━━━━━ Data provided
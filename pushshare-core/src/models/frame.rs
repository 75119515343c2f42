//! Frames delivered by the server-push stream
//!
//! One frame multiplexes payloads for every instance attached to a
//! connection group:
//!
//! ```json
//! {"instances":[{"id":"I-1","data":{"sys":null,"updates":[{"topic":"T-1","data":"..."}]}}]}
//! ```

use serde::{Deserialize, Serialize};

use super::id::{InstanceId, TopicId};

/// A complete frame as received from the push stream
#[derive(Debug, Clone, Default, PartialEq, Serialize, Deserialize)]
pub struct RelayFrame {
    #[serde(default)]
    pub instances: Vec<InstanceFrame>,
}

impl RelayFrame {
    /// Payload addressed to `instance_id`, if the frame carries one
    #[must_use]
    pub fn payload_for(&self, instance_id: &InstanceId) -> Option<&InstancePayload> {
        self.instances
            .iter()
            .find(|instance| &instance.id == instance_id)
            .map(|instance| &instance.data)
    }

    /// Every instance id the server reported in this frame
    pub fn instance_ids(&self) -> impl Iterator<Item = &InstanceId> {
        self.instances.iter().map(|instance| &instance.id)
    }
}

/// Per-instance section of a frame
#[derive(Debug, Clone, PartialEq, Serialize, Deserialize)]
pub struct InstanceFrame {
    pub id: InstanceId,
    #[serde(default)]
    pub data: InstancePayload,
}

#[derive(Debug, Clone, Default, PartialEq, Serialize, Deserialize)]
pub struct InstancePayload {
    #[serde(default)]
    pub sys: Option<Vec<SysMessage>>,
    #[serde(default)]
    pub updates: Option<Vec<TopicUpdate>>,
}

/// Topic lifecycle message
#[derive(Debug, Clone, PartialEq, Serialize, Deserialize)]
#[serde(tag = "type", rename_all = "snake_case")]
pub enum SysMessage {
    /// Authoritative full list of topics visible to the instance
    Topics {
        #[serde(default)]
        list: Vec<TopicRef>,
    },
    Subscribed {
        #[serde(default)]
        list: Vec<TopicRef>,
    },
    Unsubscribed {
        #[serde(default)]
        list: Vec<TopicRef>,
    },
}

impl SysMessage {
    #[must_use]
    pub const fn kind(&self) -> &'static str {
        match self {
            Self::Topics { .. } => "topics",
            Self::Subscribed { .. } => "subscribed",
            Self::Unsubscribed { .. } => "unsubscribed",
        }
    }
}

/// Topic reference inside a `sys` list: either a bare id or an info object
#[derive(Debug, Clone, PartialEq, Serialize, Deserialize)]
#[serde(untagged)]
pub enum TopicRef {
    Id(TopicId),
    Info(TopicInfo),
}

impl TopicRef {
    #[must_use]
    pub const fn id(&self) -> &TopicId {
        match self {
            Self::Id(id) => id,
            Self::Info(info) => &info.id,
        }
    }

    #[must_use]
    pub fn kind(&self) -> &str {
        match self {
            Self::Id(_) => "",
            Self::Info(info) => &info.kind,
        }
    }
}

#[derive(Debug, Clone, PartialEq, Serialize, Deserialize)]
pub struct TopicInfo {
    #[serde(alias = "name", alias = "ID")]
    pub id: TopicId,
    #[serde(rename = "type", default)]
    pub kind: String,
}

/// Data published on a topic
#[derive(Debug, Clone, PartialEq, Serialize, Deserialize)]
pub struct TopicUpdate {
    pub topic: TopicId,
    #[serde(default)]
    pub data: serde_json::Value,
}

#[cfg(test)]
mod tests {
    use super::*;

    #[test]
    fn test_parse_update_frame() {
        let json = r#"{"instances":[{"id":"I-ba6b","data":{"sys":null,"updates":[{"topic":"T-bc57","data":"DATAAAAAA"}]}}]}"#;
        let frame: RelayFrame = serde_json::from_str(json).unwrap();

        let payload = frame.payload_for(&InstanceId::from("I-ba6b")).unwrap();
        assert!(payload.sys.is_none());
        let updates = payload.updates.as_ref().unwrap();
        assert_eq!(updates.len(), 1);
        assert_eq!(updates[0].topic.as_str(), "T-bc57");
        assert_eq!(updates[0].data, serde_json::json!("DATAAAAAA"));

        assert!(frame.payload_for(&InstanceId::from("I-other")).is_none());
    }

    #[test]
    fn test_parse_sys_messages_with_mixed_topic_refs() {
        let json = r#"{"instances":[{"id":"I-1","data":{"sys":[
            {"type":"topics","list":[{"name":"news","type":"public"},{"id":"chat"}]},
            {"type":"subscribed","list":[{"ID":"news"}]},
            {"type":"unsubscribed","list":["chat"]}
        ]}}]}"#;
        let frame: RelayFrame = serde_json::from_str(json).unwrap();
        let sys = frame.instances[0].data.sys.as_ref().unwrap();

        match &sys[0] {
            SysMessage::Topics { list } => {
                assert_eq!(list[0].id().as_str(), "news");
                assert_eq!(list[0].kind(), "public");
                assert_eq!(list[1].id().as_str(), "chat");
            }
            other => panic!("unexpected sys message {other:?}"),
        }
        assert_eq!(sys[1].kind(), "subscribed");
        match &sys[2] {
            SysMessage::Unsubscribed { list } => assert_eq!(list[0].id().as_str(), "chat"),
            other => panic!("unexpected sys message {other:?}"),
        }
    }

    #[test]
    fn test_missing_list_defaults_to_empty() {
        let sys: SysMessage = serde_json::from_str(r#"{"type":"topics"}"#).unwrap();
        assert_eq!(sys, SysMessage::Topics { list: Vec::new() });
    }

    #[test]
    fn test_instance_ids() {
        let json = r#"{"instances":[{"id":"I-1","data":{}},{"id":"I-2"}]}"#;
        let frame: RelayFrame = serde_json::from_str(json).unwrap();
        let ids: Vec<&str> = frame.instance_ids().map(InstanceId::as_str).collect();
        assert_eq!(ids, vec!["I-1", "I-2"]);
    }
}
━━━━━━━━━━
* Assignment *
Print the entries exactly.

* Exercise response *
filename pushshare-core/src/models/frame.rs
repository 75119515343c2f42
//! Frames delivered by the server-push stream
//!
//! One frame multiplexes payloads for every instance attached to a
//! connection group:
//!
//! ```json
//! {"instances":[{"id":"I-1","data":{"sys":null,"updates":[{"topic":"T-1","data":"..."}]}}]}
//! ```

use serde::{Deserialize, Serialize};

use super::id::{InstanceId, TopicId};

/// A complete frame as received from the push stream
#[derive(Debug, Clone, Default, PartialEq, Serialize, Deserialize)]
pub struct RelayFrame {
    #[serde(default)]
    pub instances: Vec<InstanceFrame>,
}

impl RelayFrame {
    /// Payload addressed to `instance_id`, if the frame carries one
    #[must_use]
    pub fn payload_for(&self, instance_id: &InstanceId) -> Option<&InstancePayload> {
        self.instances
            .iter()
            .find(|instance| &instance.id == instance_id)
            .map(|instance| &instance.data)
    }

    /// Every instance id the server reported in this frame
    pub fn instance_ids(&self) -> impl Iterator<Item = &InstanceId> {
        self.instances.iter().map(|instance| &instance.id)
    }
}

/// Per-instance section of a frame
#[derive(Debug, Clone, PartialEq, Serialize, Deserialize)]
pub struct InstanceFrame {
    pub id: InstanceId,
    #[serde(default)]
    pub data: InstancePayload,
}

#[derive(Debug, Clone, Default, PartialEq, Serialize, Deserialize)]
pub struct InstancePayload {
    #[serde(default)]
    pub sys: Option<Vec<SysMessage>>,
    #[serde(default)]
    pub updates: Option<Vec<TopicUpdate>>,
}

/// Topic lifecycle message
#[derive(Debug, Clone, PartialEq, Serialize, Deserialize)]
#[serde(tag = "type", rename_all = "snake_case")]
pub enum SysMessage {
    /// Authoritative full list of topics visible to the instance
    Topics {
        #[serde(default)]
        list: Vec<TopicRef>,
    },
    Subscribed {
        #[serde(default)]
        list: Vec<TopicRef>,
    },
    Unsubscribed {
        #[serde(default)]
        list: Vec<TopicRef>,
    },
}

impl SysMessage {
    #[must_use]
    pub const fn kind(&self) -> &'static str {
        match self {
            Self::Topics { .. } => "topics",
            Self::Subscribed { .. } => "subscribed",
            Self::Unsubscribed { .. } => "unsubscribed",
        }
    }
}

/// Topic reference inside a `sys` list: either a bare id or an info object
#[derive(Debug, Clone, PartialEq, Serialize, Deserialize)]
#[serde(untagged)]
pub enum TopicRef {
    Id(TopicId),
    Info(TopicInfo),
}

impl TopicRef {
    #[must_use]
    pub const fn id(&self) -> &TopicId {
        match self {
            Self::Id(id) => id,
            Self::Info(info) => &info.id,
        }
    }

    #[must_use]
    pub fn kind(&self) -> &str {
        match self {
            Self::Id(_) => "",
            Self::Info(info) => &info.kind,
        }
    }
}

#[derive(Debug, Clone, PartialEq, Serialize, Deserialize)]
pub struct TopicInfo {
    #[serde(alias = "name", alias = "ID")]
    pub id: TopicId,
    #[serde(rename = "type", default)]
    pub kind: String,
}

/// Data published on a topic
#[derive(Debug, Clone, PartialEq, Serialize, Deserialize)]
pub struct TopicUpdate {
    pub topic: TopicId,
    #[serde(default)]
    pub data: serde_json::Value,
}

#[cfg(test)]
mod tests {
    use super::*;

    #[test]
    fn test_parse_update_frame() {
        let json = r#"{"instances":[{"id":"I-ba6b","data":{"sys":null,"updates":[{"topic":"T-bc57","data":"DATAAAAAA"}]}}]}"#;
        let frame: RelayFrame = serde_json::from_str(json).unwrap();

        let payload = frame.payload_for(&InstanceId::from("I-ba6b")).unwrap();
        assert!(payload.sys.is_none());
        let updates = payload.updates.as_ref().unwrap();
        assert_eq!(updates.len(), 1);
        assert_eq!(updates[0].topic.as_str(), "T-bc57");
        assert_eq!(updates[0].data, serde_json::json!("DATAAAAAA"));

        assert!(frame.payload_for(&InstanceId::from("I-other")).is_none());
    }

    #[test]
    fn test_parse_sys_messages_with_mixed_topic_refs() {
        let json = r#"{"instances":[{"id":"I-1","data":{"sys":[
            {"type":"topics","list":[{"name":"news","type":"public"},{"id":"chat"}]},
            {"type":"subscribed","list":[{"ID":"news"}]},
            {"type":"unsubscribed","list":["chat"]}
        ]}}]}"#;
        let frame: RelayFrame = serde_json::from_str(json).unwrap();
        let sys = frame.instances[0].data.sys.as_ref().unwrap();

        match &sys[0] {
            SysMessage::Topics { list } => {
                assert_eq!(list[0].id().as_str(), "news");
                assert_eq!(list[0].kind(), "public");
                assert_eq!(list[1].id().as_str(), "chat");
            }
            other => panic!("unexpected sys message {other:?}"),
        }
        assert_eq!(sys[1].kind(), "subscribed");
        match &sys[2] {
            SysMessage::Unsubscribed { list } => assert_eq!(list[0].id().as_str(), "chat"),
            other => panic!("unexpected sys message {other:?}"),
        }
    }

    #[test]
    fn test_missing_list_defaults_to_empty() {
        let sys: SysMessage = serde_json::from_str(r#"{"type":"topics"}"#).unwrap();
        assert_eq!(sys, SysMessage::Topics { list: Vec::new() });
    }

    #[test]
    fn test_instance_ids() {
        let json = r#"{"instances":[{"id":"I-1","data":{}},{"id":"I-2"}]}"#;
        let frame: RelayFrame = serde_json::from_str(json).unwrap();
        let ids: Vec<&str> = frame.instance_ids().map(InstanceId::as_str).collect();
        assert_eq!(ids, vec!["I-1", "I-2"]);
    }
}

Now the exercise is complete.